ROBERTS: A week ago I said year five in Iraq was beginning with some promise, an apparent reduction in sectarian violence in Baghdad. Since then, though, two children were reportedly used as decoys in a suicide car bombing in which they were sacrificed. Three more chlorine bombs were detonated in Anbar Province. And Iraq's Sunni deputy prime minister attacked by a suicide bomber, in his own compound.

So much for promise, you say. Who can blame you for thinking that way? U.S. military officials told me that such acts can quickly erase any perception of progress and they don't yet have enough statistics to determine if things are actually changing.

Is the so-called surge really working? It's not my intent to leave you with some kind of cornball cliff hanger this week, but I have to because at this point, we just don't know. So we'll check back again next week.

Turning now to some of the stories that we'll be following in the next WEEK AT WAR. On Monday, the Pentagon issues its report a friendly fire death on the Army Ranger and former NFL star Pat Tillman. Also, on Monday, a House Foreign Relations Sub-Committee debates the U.S. obligation to Iraqi refugees.

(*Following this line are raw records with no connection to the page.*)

// ---------------------------------------------------------------------------
// Tests
// ---------------------------------------------------------------------------

#[cfg(test)]
mod tests {
    use super::*;
    use crate::types::{PlanetStats, WorldConfig};

    const EPS: f64 = 1e-6;

    fn planet(ships: f64) -> PlanetEconomyState {
        PlanetEconomyState::genesis(
            PlanetStats { production: 3600.0, max_upkeep: 259_200.0 },
            WorldConfig { external_upkeep_duration: 86_400.0, external_upkeep_down_rate: 0.1 },
            0.0,
            ships,
        )
    }

    fn small_planet(ships: f64) -> PlanetEconomyState {
        PlanetEconomyState::genesis(
            PlanetStats { production: 3600.0, max_upkeep: 500.0 },
            WorldConfig { external_upkeep_duration: 1000.0, external_upkeep_down_rate: 0.1 },
            0.0,
            ships,
        )
    }

    fn close(a: f64, b: f64) -> bool {
        (a - b).abs() <= EPS * b.abs().max(1.0)
    }

    #[test]
    fn growth_without_debt_is_full_rate() {
        let s = peek(&planet(0.0), 3600.0).expect("test: advance");
        assert!(close(s.num_spaceships, 3600.0), "got {}", s.num_spaceships);
        assert_eq!(s.last_update, 3600.0);
    }

    #[test]
    fn growth_clamps_at_cap() {
        let s = peek(&planet(259_000.0), 3600.0).expect("test: advance");
        assert_eq!(s.num_spaceships, 259_200.0);
    }

    #[test]
    fn zero_advance_changes_nothing() {
        let mut s = planet(1000.0);
        s.external_upkeep = 400.0;
        s.external_upkeep_duration = 600.0;
        let next = peek(&s, 0.0).expect("test: advance");
        assert_eq!(next, s);
    }

    #[test]
    fn negative_advance_rejected() {
        let s = planet(10.0);
        assert_eq!(peek(&s, -1.0), Err(EconomyError::InvalidTimeTravel(-1.0)));
    }

    #[test]
    fn nan_advance_rejected() {
        let s = planet(10.0);
        assert!(matches!(peek(&s, f64::NAN), Err(EconomyError::NonFiniteInput { .. })));
    }

    #[test]
    fn above_cap_decays_at_half_rate() {
        let s = small_planet(1000.0);
        // 0.5 ships/s over 200s
        let next = peek(&s, 200.0).expect("test: advance");
        assert!(close(next.num_spaceships, 900.0));
    }

    #[test]
    fn above_cap_decay_stops_at_cap() {
        let next = peek(&small_planet(1000.0), 1500.0).expect("test: advance");
        assert_eq!(next.num_spaceships, 500.0);
    }

    #[test]
    fn above_cap_overshoot_to_zero_stays_zero() {
        // 1000 - 0.5 * 2000 = 0: the zero floor wins over the cap floor
        let next = peek(&small_planet(1000.0), 2000.0).expect("test: advance");
        assert_eq!(next.num_spaceships, 0.0);
        let next = peek(&small_planet(1000.0), 3000.0).expect("test: advance");
        assert_eq!(next.num_spaceships, 0.0);
    }

    #[test]
    fn debt_decays_linearly() {
        let mut s = planet(0.0);
        s.external_upkeep = 1000.0;
        s.external_upkeep_duration = 86_400.0;
        let next = peek(&s, 100.0).expect("test: advance");
        assert!(close(next.external_upkeep, 990.0));
        assert!(close(next.external_upkeep_duration, 86_300.0));
    }

    #[test]
    fn debt_clears_when_window_ends() {
        let mut s = planet(0.0);
        s.external_upkeep = 259_200.0;
        s.external_upkeep_duration = 100.0;
        let next = peek(&s, 500.0).expect("test: advance");
        assert_eq!(next.external_upkeep, 0.0);
        assert_eq!(next.external_upkeep_duration, 0.0);
    }

    #[test]
    fn debt_clears_when_paid_off() {
        let mut s = planet(0.0);
        s.external_upkeep = 5.0;
        s.external_upkeep_duration = 80_000.0;
        let next = peek(&s, 100.0).expect("test: advance");
        assert_eq!(next.external_upkeep, 0.0);
        assert_eq!(next.external_upkeep_duration, 0.0);
    }

    #[test]
    fn debt_throttles_growth() {
        let mut s = planet(0.0);
        s.external_upkeep = 129_600.0;
        s.external_upkeep_duration = 86_400.0;
        let next = peek(&s, 3600.0).expect("test: advance");
        // area = 129600*3600 + 360*3600/2, budget = 259200*3600
        let expected = 3600.0 * (259_200.0 * 3600.0 - 467_208_000.0) / (259_200.0 * 3600.0);
        assert!(close(next.num_spaceships, expected), "got {}", next.num_spaceships);
        assert!(next.num_spaceships < 3600.0);
    }

    #[test]
    fn full_debt_stalls_growth() {
        let mut s = planet(0.0);
        s.external_upkeep = 259_200.0;
        s.external_upkeep_duration = 86_400.0;
        let next = peek(&s, 43_200.0).expect("test: advance");
        assert_eq!(next.num_spaceships, 0.0);
    }

    #[test]
    fn send_starts_fresh_debt() {
        let next = send(&planet(500.0), 0.0, 200.0).expect("test: send");
        assert_eq!(next.num_spaceships, 300.0);
        assert_eq!(next.external_upkeep, 200.0);
        assert_eq!(next.external_upkeep_duration, 86_400.0);
    }

    #[test]
    fn send_zero_only_advances() {
        let s = planet(500.0);
        let next = send(&s, 10.0, 0.0).expect("test: send");
        assert_eq!(next, peek(&s, 10.0).expect("test: advance"));
    }

    #[test]
    fn send_counts_advance_before_checking_supply() {
        // 10 ships now, 3610 after an hour
        let next = send(&planet(10.0), 3600.0, 3000.0).expect("test: send");
        assert!(close(next.num_spaceships, 610.0));
    }

    #[test]
    fn send_too_many_rejected() {
        let s = planet(100.0);
        let err = send(&s, 0.0, 101.0).expect_err("test: should fail");
        assert!(matches!(err, EconomyError::InsufficientShips { .. }), "got {err}");
    }

    #[test]
    fn send_negative_rejected() {
        assert_eq!(
            send(&planet(100.0), 0.0, -1.0),
            Err(EconomyError::NegativeQuantity(-1.0))
        );
    }

    #[test]
    fn merge_keeps_remaining_area() {
        let mut s = planet(10_000.0);
        s.external_upkeep = 1000.0;
        s.external_upkeep_duration = 5000.0;
        let next = send(&s, 0.0, 100.0).expect("test: send");

        // quantity / rate = 1000s < 5000s, so the old window is kept
        assert_eq!(next.external_upkeep_duration, 5000.0);
        assert!(close(next.external_upkeep, 1100.0));
    }

    #[test]
    fn merge_extends_window_for_large_departures() {
        let mut s = planet(10_000.0);
        s.external_upkeep = 100.0;
        s.external_upkeep_duration = 500.0;
        let next = send(&s, 0.0, 2000.0).expect("test: send");

        // 2000 / 0.1 = 20000s
        assert_eq!(next.external_upkeep_duration, 20_000.0);
        let expected = (20_000.0f64.powi(2) * 0.1 - 0.1 * 500.0f64.powi(2)
            + 2.0 * 20_000.0 * 2000.0
            + 2.0 * 500.0 * 100.0)
            / 40_000.0;
        assert!(close(next.external_upkeep, expected));
    }

    #[test]
    fn merge_window_capped_by_world() {
        let mut s = planet(259_200.0);
        s.external_upkeep = 10.0;
        s.external_upkeep_duration = 50.0;
        let next = send(&s, 0.0, 200_000.0).expect("test: send");
        assert_eq!(next.external_upkeep_duration, 86_400.0);
    }

    #[test]
    fn arrival_redeems_remaining_area() {
        let mut s = planet(0.0);
        s.external_upkeep = 1000.0;
        s.external_upkeep_duration = 86_400.0;
        // departed at t=0, arrives immediately: 86400 * 1 ship left to owe
        let next = count_arrival(&s, 0.0, 1.0, 0.0).expect("test: arrival");
        assert!(close(next.external_upkeep, 999.0));
        assert_eq!(next.external_upkeep_duration, 86_400.0);
    }

    #[test]
    fn arrival_clears_pool_when_over_redeemed() {
        let mut s = planet(0.0);
        s.external_upkeep = 10.0;
        s.external_upkeep_duration = 86_400.0;
        let next = count_arrival(&s, 0.0, 50.0, 0.0).expect("test: arrival");
        assert_eq!(next.external_upkeep, 0.0);
        assert_eq!(next.external_upkeep_duration, 0.0);
    }

    #[test]
    fn arrival_without_debt_only_advances() {
        let s = planet(20.0);
        let next = count_arrival(&s, 10.0, 5.0, 0.0).expect("test: arrival");
        assert_eq!(next, peek(&s, 10.0).expect("test: advance"));
    }

    #[test]
    fn arrival_negative_rejected() {
        assert_eq!(
            count_arrival(&planet(0.0), 0.0, -2.0, 0.0),
            Err(EconomyError::NegativeQuantity(-2.0))
        );
    }

    #[test]
    fn receive_may_exceed_cap() {
        let next = receive_spaceships(&planet(259_200.0), 0.0, 1000.0).expect("test: receive");
        assert_eq!(next.num_spaceships, 260_200.0);
        let later = peek(&next, 1000.0).expect("test: advance");
        assert!(close(later.num_spaceships, 259_700.0));
    }

    #[test]
    fn receive_negative_rejected() {
        assert_eq!(
            receive_spaceships(&planet(0.0), 0.0, -0.5),
            Err(EconomyError::NegativeQuantity(-0.5))
        );
    }

    #[test]
    fn in_place_api_leaves_state_on_error() {
        let mut s = planet(100.0);
        let before = s;
        assert!(s.depart(0.0, 1000.0).is_err());
        assert_eq!(s, before);
        assert!(s.advance(-5.0).is_err());
        assert_eq!(s, before);
        s.depart(0.0, 40.0).expect("test: depart");
        assert_eq!(s.num_spaceships, 60.0);
    }
}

And next week, Undersecretary of State Hughes leads a delegation in India to discuss expanding opportunities for Indian students to study in the United States.

Thanks for joining us on THIS WEEK AT WAR. I'm John Roberts. Straight ahead, a check of the headlines and then CNN Special Investigations Unit, "Grady's Anatomy." The real-life dramas of residents at Atlanta's Grady Hospital.